Technology is complicating, if not remaking, adolescent development. Many seminal experiences of adolescence are now mediated primarily through digital technologies. Developmental milestones that analysts had used as markers of healthy growth have been skewed by teens’social media use, with a third of all teens in the United States reporting they feel addicted to their phones. As corporate interests and technology companies devote millions toward influencing teenagers for their own greedy gain, teens are unprotected by regulatory systems that provide little to no oversight. With teens’ mental health deteriorating, it has been hard to stem the bleeding.
Thus, it is not surprising that having been taken up, distracted, and flooded by the demands and distractions of growing up online, teens reach adulthood more anxious and overwhelmed, with some never having engaged the important questions about who they authentically are. Social media has taken normative aspects of teenage development – the desire for connection, feeling the center of attention, and the importance of friendships – amplified them exponentially, and monetized them.
Unbecoming: the Fracturing of Adolescent Development considers the potential of a digital adolescence while taking seriously the vulnerability of crucial skills and experiences that may be lost or undeveloped in the transition from adolescence into adulthood for today’s teens. For some adolescents, the questions of identity development will be fleshed out online in positive ways. But for a larger set, the social media rewards of developing a curated inauthentic self will obscure that process, fracturing teens’ development of a healthy body image, their attention to academic and cognitive tasks, the development of authentic friendships, romantic relationships and their sexual health. Drawing on recent research and clinical vignettes, we will consider the particular benefits of analytic co-presence when working with teens who are living their lives mostly online. We will identify the relational and developmental struggles of this nascent generation of young adults, while deepening our understanding of how analytic engagement can now, more than ever, help teens discover themselves more fully, anchoring them through this “unmooring” time.
About the Speaker:
Dr. Danielle Magaldi is a practicing psychologist and an Associate Professor of Special Education at the City University of New York, Lehman College. She has authored numerous chapters and articles on the impact of new technologies on our many relationships: family connections, romantic attachments, and the therapeutic dyad. Currently she leads the Tech & Teens Research Lab which explores how technology is reshaping adolescent development, and she presents widely on this topic. Dr. Magaldi is an analytic candidate at New York University’s Post-doctoral Program in Psychotherapy and Psychoanalysis. She supervises early career clinicians, as well as maintaining a private practice in Greenwich Village and Park Slope, Brooklyn, working with children, adolescents, adults and couples.
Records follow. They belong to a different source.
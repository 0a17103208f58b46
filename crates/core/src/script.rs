//! Script classification
//!
//! Decides once per line whether it is diffed character by character (CJK)
//! or token by token (whitespace-delimited scripts).

use serde::{Deserialize, Serialize};

/// True iff `text` contains a code point from the CJK Unified Ideographs,
/// CJK Symbols and Punctuation, CJK Compatibility Ideographs or
/// Halfwidth and Fullwidth Forms blocks.
pub fn is_cjk(text: &str) -> bool {
    text.chars().any(is_cjk_char)
}

pub fn is_cjk_char(ch: char) -> bool {
    matches!(ch,
        '\u{4E00}'..='\u{9FFF}'
        | '\u{3000}'..='\u{303F}'
        | '\u{F900}'..='\u{FAFF}'
        | '\u{FF00}'..='\u{FFEF}')
}

/// Diff granularity used consistently for one line across diff, merge,
/// count and render.
#[derive(Debug, Clone, Copy, PartialEq, Eq, Hash, Serialize, Deserialize)]
#[serde(rename_all = "snake_case")]
pub enum Granularity {
    /// One unit per Unicode scalar value.
    CharGranular,
    /// One unit per maximal run of non-whitespace.
    WordGranular,
}

impl Granularity {
    /// Mixed-script lines are character granular if either side has CJK.
    pub fn detect(original: &str, modified: &str) -> Self {
        if is_cjk(original) || is_cjk(modified) {
            Granularity::CharGranular
        } else {
            Granularity::WordGranular
        }
    }

    pub fn is_char_granular(self) -> bool {
        self == Granularity::CharGranular
    }

    /// Separator used when several units are combined into one record.
    pub fn joiner(self) -> &'static str {
        match self {
            Granularity::CharGranular => "",
            Granularity::WordGranular => " ",
        }
    }
}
Learning Objectives: At the end of this program, participants will be able to:
understand the ways social media engagement is impacting learning and academic outcomes for adolescents, including defining task switching and outlining the attentional issues involved.
identify the ways teens are using social media for connection and communication.
identify the possibilities within analytic co-presence and the analytic relationship for working with teens in the current digital landscape.
recognize differences in the technologically-mediated simulations of traditional physically co-present relationships with the benefit of in-person therapy.
identify how teens’ social development is impacted by social media use and define “technoference.”
identify how teens’ body image and sexual health are impacted by social media use.
Who should attend? Mental health professionals: psychiatrists, psychologists, clinical social workers, licensed professional counselors, pastoral counselors, as well as persons with an interest in psycho-dynamic and psychoanalytic thinking and application. The instructional level of this activity is advanced.
CE Credits: CE credits are granted to participants with documented attendance and completed evaluation forms. Attendance is monitored. Credits will not be granted to registrants who arrive late or depart early. Credits will be granted to participants who submit a completed evaluation form at the end of the session. It is the responsibility of participants to comply with these requirements. Upon completion of this program and the evaluation form, participants will be given 3 CE credits.
The Baltimore Society for Psychoanalytic Studies (BSPS) is a local chapter of Division 39 of the American Psychological Association. Division 39 is approved by the American Psychological Association to sponsor continuing education for psychologists. Division 39 maintains responsibility for this program and its content. BSPS is also recognized by the Maryland Board of Social Work Examiners as a sponsor of continuing education programs.
Registration: Make checks payable to “BSPS” and mail to: BSPS, PO Box 20910, Baltimore, MD 21209-0910.
Please print and fill out the Registration Form and, if you chose it, the Membership form sent to your email and also on our website and return with your check. We will send the log-on link and password the week prior to the conference to all registrants who sign up for Zoom. Evaluation forms will be sent to all participants via email when the conference has ended. CEU certificates will be sent after the evaluations have been collected.
Deadline for this conference is: February 26, 2024. If you cannot ensure your check will arrive in time, contact us before that date (contactbsps@BSPSmaryland.org).
Refund Policy: Please note that registration fees are not refundable. If you cannot attend a conference for which you have already paid, we can apply your payment to an upcoming conference within the same conference calendar year (September to May).
Important disclosure information: None of the planners and presenters of this CE program have any relevant financial relationships to disclose.